Both the Chicago and New York debates show the growing power that the idea of intelligence had in the 1910s and 1920s. Intelligence was now an innate thing, something that existed inside a person regardless of their social context. And it could be tested, measured, and used to predict their future.5
New intelligence tests were celebrated by the era’s eugenics movement - or the movement for “good genes.” Eugenicists thought white northern European non-disabled people were superior, and they tried to control and limit the number of people who did not fit their “eugenic” ideal.6 Many Americans - Black people, Mexican-Americans, recent immigrants from southern and eastern Europe, and people with a range of disabilities - became targets of their policies.
Yet as we see in the case of the Chicago classroom, people resisted eugenicist ideas about intelligence. Scholars and high school students spoke up, and parents removed their children from institutions that they did not think were serving their children well or demanded changes in school policy.

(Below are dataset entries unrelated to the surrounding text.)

//! In-process transport pair
//!
//! Two [`MemoryTransport`] ends share a pair of inboxes. Delivery is
//! lossless and in order unless a test rearranges an inbox; the receive
//! side still applies the `Sequenced` stale filter so reordering behaves
//! the way it would on a real network.

use super::{
    ConnectionStatus, SequenceCounters, SequenceFilter, TrafficCounters, Transport,
    TransportEvent, TransportInfo, TransportType,
};
use crate::{NetworkError, Result};
use async_trait::async_trait;
use bytes::Bytes;
use orbitlink_types::DeliveryCategory;
use parking_lot::Mutex;
use std::collections::VecDeque;
use std::net::SocketAddr;
use std::sync::atomic::{AtomicBool, Ordering};
use std::sync::Arc;
use tracing::debug;

/// One pending item in a memory inbox
#[derive(Debug, Clone, PartialEq)]
pub enum InboxEntry {
    Datagram {
        from: SocketAddr,
        category: DeliveryCategory,
        sequence: u32,
        payload: Bytes,
    },
    Unconnected {
        from: SocketAddr,
        payload: Bytes,
    },
    Event(TransportEvent),
}

#[derive(Debug, Default)]
struct Inbox {
    entries: Mutex<VecDeque<InboxEntry>>,
    sequences: SequenceCounters,
}

impl Inbox {
    fn push(&self, entry: InboxEntry) {
        self.entries.lock().push_back(entry);
    }

    fn datagram(&self, from: SocketAddr, category: DeliveryCategory, payload: Bytes) {
        let sequence = self.sequences.next(category);
        self.push(InboxEntry::Datagram {
            from,
            category,
            sequence,
            payload,
        });
    }
}

/// One end of an in-process connection
#[derive(Debug)]
pub struct MemoryTransport {
    local: SocketAddr,
    peer: SocketAddr,
    inbox: Arc<Inbox>,
    peer_inbox: Arc<Inbox>,
    connected: Arc<AtomicBool>,
    filter: Mutex<SequenceFilter>,
    counters: TrafficCounters,
}

impl MemoryTransport {
    /// Connected pair on synthetic loopback addresses
    pub fn pair() -> (Self, Self) {
        Self::pair_with_addresses(
            SocketAddr::from(([127, 0, 0, 1], 6701)),
            SocketAddr::from(([127, 0, 0, 1], 6702)),
        )
    }

    pub fn pair_with_addresses(a: SocketAddr, b: SocketAddr) -> (Self, Self) {
        let a_inbox = Arc::new(Inbox::default());
        let b_inbox = Arc::new(Inbox::default());
        let connected = Arc::new(AtomicBool::new(true));

        let a_end = Self {
            local: a,
            peer: b,
            inbox: a_inbox.clone(),
            peer_inbox: b_inbox.clone(),
            connected: connected.clone(),
            filter: Mutex::new(SequenceFilter::new()),
            counters: TrafficCounters::default(),
        };
        let b_end = Self {
            local: b,
            peer: a,
            inbox: b_inbox,
            peer_inbox: a_inbox,
            connected,
            filter: Mutex::new(SequenceFilter::new()),
            counters: TrafficCounters::default(),
        };
        (a_end, b_end)
    }

    pub fn local_addr(&self) -> SocketAddr {
        self.local
    }

    pub fn peer_addr(&self) -> SocketAddr {
        self.peer
    }

    /// Close both ends
    ///
    /// Each side sees a `Disconnected` status event; once its inbox is
    /// drained, further receives fail with a connection error.
    pub fn disconnect(&self, reason: &str) {
        if !self.connected.swap(false, Ordering::AcqRel) {
            return;
        }
        for (inbox, peer) in [(&self.inbox, self.peer), (&self.peer_inbox, self.local)] {
            inbox.push(InboxEntry::Event(TransportEvent::StatusChanged {
                peer,
                status: ConnectionStatus::Disconnected,
                reason: reason.to_string(),
            }));
        }
        debug!(local = %self.local, peer = %self.peer, reason, "Memory transport disconnected");
    }

    /// Queue raw bytes as if the peer had sent them with `category`
    pub fn inject_raw(&self, category: DeliveryCategory, bytes: impl Into<Bytes>) {
        self.inbox.datagram(self.peer, category, bytes.into());
    }

    /// Queue a control event for the next receive
    pub fn inject_event(&self, event: TransportEvent) {
        self.inbox.push(InboxEntry::Event(event));
    }

    /// Rearrange everything not yet received
    pub fn reorder_inbox(&self, reorder: impl FnOnce(&mut VecDeque<InboxEntry>)) {
        reorder(&mut self.inbox.entries.lock());
    }

    pub fn pending(&self) -> usize {
        self.inbox.entries.lock().len()
    }

    fn ensure_connected(&self) -> Result<()> {
        if self.connected.load(Ordering::Acquire) {
            Ok(())
        } else {
            Err(NetworkError::connection(
                "memory transport closed",
                Some(self.peer),
            ))
        }
    }
}

#[async_trait]
impl Transport for MemoryTransport {
    async fn send(&self, payload: &[u8], category: DeliveryCategory) -> Result<()> {
        self.ensure_connected()?;
        self.peer_inbox
            .datagram(self.local, category, Bytes::copy_from_slice(payload));
        self.counters.record_send(payload.len());
        Ok(())
    }

    async fn send_unconnected(&self, addr: SocketAddr, payload: &[u8]) -> Result<()> {
        if addr != self.peer {
            return Err(NetworkError::connection(
                "memory transport only reaches its paired end",
                Some(addr),
            ));
        }
        self.peer_inbox.push(InboxEntry::Unconnected {
            from: self.local,
            payload: Bytes::copy_from_slice(payload),
        });
        self.counters.record_send(payload.len());
        Ok(())
    }

    async fn try_receive(&self) -> Result<Option<TransportEvent>> {
        loop {
            let Some(entry) = self.inbox.entries.lock().pop_front() else {
                return self.ensure_connected().map(|_| None);
            };

            match entry {
                InboxEntry::Datagram {
                    from,
                    category,
                    sequence,
                    payload,
                } => {
                    if !self.filter.lock().accept(from, category, sequence) {
                        self.counters.record_stale();
                        debug!(peer = %from, sequence, "Dropping stale sequenced datagram");
                        continue;
                    }
                    self.counters.record_receive(payload.len());
                    return Ok(Some(TransportEvent::Data {
                        peer: from,
                        payload,
                        category,
                    }));
                }
                InboxEntry::Unconnected { from, payload } => {
                    self.counters.record_receive(payload.len());
                    return Ok(Some(TransportEvent::UnconnectedData { from, payload }));
                }
                InboxEntry::Event(event) => {
                    if let TransportEvent::StatusChanged {
                        peer,
                        status: ConnectionStatus::Disconnected,
                        ..
                    } = &event
                    {
                        self.filter.lock().forget(*peer);
                    }
                    return Ok(Some(event));
                }
            }
        }
    }

    fn is_healthy(&self) -> bool {
        self.connected.load(Ordering::Acquire)
    }

    fn transport_info(&self) -> TransportInfo {
        self.counters
            .info(TransportType::Memory, Some(self.local), Some(self.peer))
    }
}

#[cfg(test)]
mod tests {
    use super::*;

    fn data_payload(event: Option<TransportEvent>) -> Bytes {
        match event {
            Some(TransportEvent::Data { payload, .. }) => payload,
            other => panic!("expected data, got {other:?}"),
        }
    }

    #[tokio::test]
    async fn test_pair_delivers_in_order() {
        let (a, b) = MemoryTransport::pair();
        a.send(b"one", DeliveryCategory::ReliableOrdered).await.unwrap();
        a.send(b"two", DeliveryCategory::ReliableOrdered).await.unwrap();

        assert_eq!(&data_payload(b.try_receive().await.unwrap())[..], b"one");
        assert_eq!(&data_payload(b.try_receive().await.unwrap())[..], b"two");
        assert!(b.try_receive().await.unwrap().is_none());

        let info = a.transport_info();
        assert_eq!(info.datagrams_sent, 2);
        assert_eq!(info.bytes_sent, 6);
    }

    #[tokio::test]
    async fn test_reordered_sequenced_is_dropped() {
        let (a, b) = MemoryTransport::pair();
        a.send(b"old", DeliveryCategory::Sequenced).await.unwrap();
        a.send(b"new", DeliveryCategory::Sequenced).await.unwrap();
        b.reorder_inbox(|inbox| inbox.make_contiguous().reverse());

        assert_eq!(&data_payload(b.try_receive().await.unwrap())[..], b"new");
        assert!(b.try_receive().await.unwrap().is_none());
        assert_eq!(b.transport_info().stale_dropped, 1);
    }

    #[tokio::test]
    async fn test_reordered_reliable_is_kept() {
        let (a, b) = MemoryTransport::pair();
        a.send(b"first", DeliveryCategory::ReliableUnordered).await.unwrap();
        a.send(b"second", DeliveryCategory::ReliableUnordered).await.unwrap();
        b.reorder_inbox(|inbox| inbox.make_contiguous().reverse());

        assert_eq!(&data_payload(b.try_receive().await.unwrap())[..], b"second");
        assert_eq!(&data_payload(b.try_receive().await.unwrap())[..], b"first");
    }

    #[tokio::test]
    async fn test_unconnected_and_events() {
        let (a, b) = MemoryTransport::pair();
        a.send_unconnected(b.local_addr(), b"ping").await.unwrap();
        assert!(a
            .send_unconnected("10.0.0.1:1".parse().unwrap(), b"x")
            .await
            .is_err());

        b.inject_event(TransportEvent::Warning("slow".into()));
        match b.try_receive().await.unwrap() {
            Some(TransportEvent::UnconnectedData { from, payload }) => {
                assert_eq!(from, a.local_addr());
                assert_eq!(&payload[..], b"ping");
            }
            other => panic!("unexpected {other:?}"),
        }
        assert_eq!(
            b.try_receive().await.unwrap(),
            Some(TransportEvent::Warning("slow".into()))
        );
    }

    #[tokio::test]
    async fn test_disconnect_reports_then_fails() {
        let (a, b) = MemoryTransport::pair();
        a.disconnect("test over");

        assert!(a.send(b"late", DeliveryCategory::Unreliable).await.is_err());
        assert!(matches!(
            b.try_receive().await.unwrap(),
            Some(TransportEvent::StatusChanged {
                status: ConnectionStatus::Disconnected,
                ..
            })
        ));
        assert!(matches!(
            b.try_receive().await,
            Err(NetworkError::Connection { .. })
        ));
        assert!(!b.is_healthy());
    }
}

All of this discussion about intelligence tests happened in the very same years when New York City gradually began to ensure that nearly all of its children were attending school. Compulsory attendance laws had been on the books since the 1890s, but they had many exceptions and little enforcement. Gradually, the laws tightened.7 And yet at exactly the same time, new ideas emerged to suggest that some students did not deserve to be in school. Many educators and communities kept pursuing the education they knew their children deserved, but claims about “intelligence” and tests to measure it proved to be an enduring tool of segregation in New York City schools.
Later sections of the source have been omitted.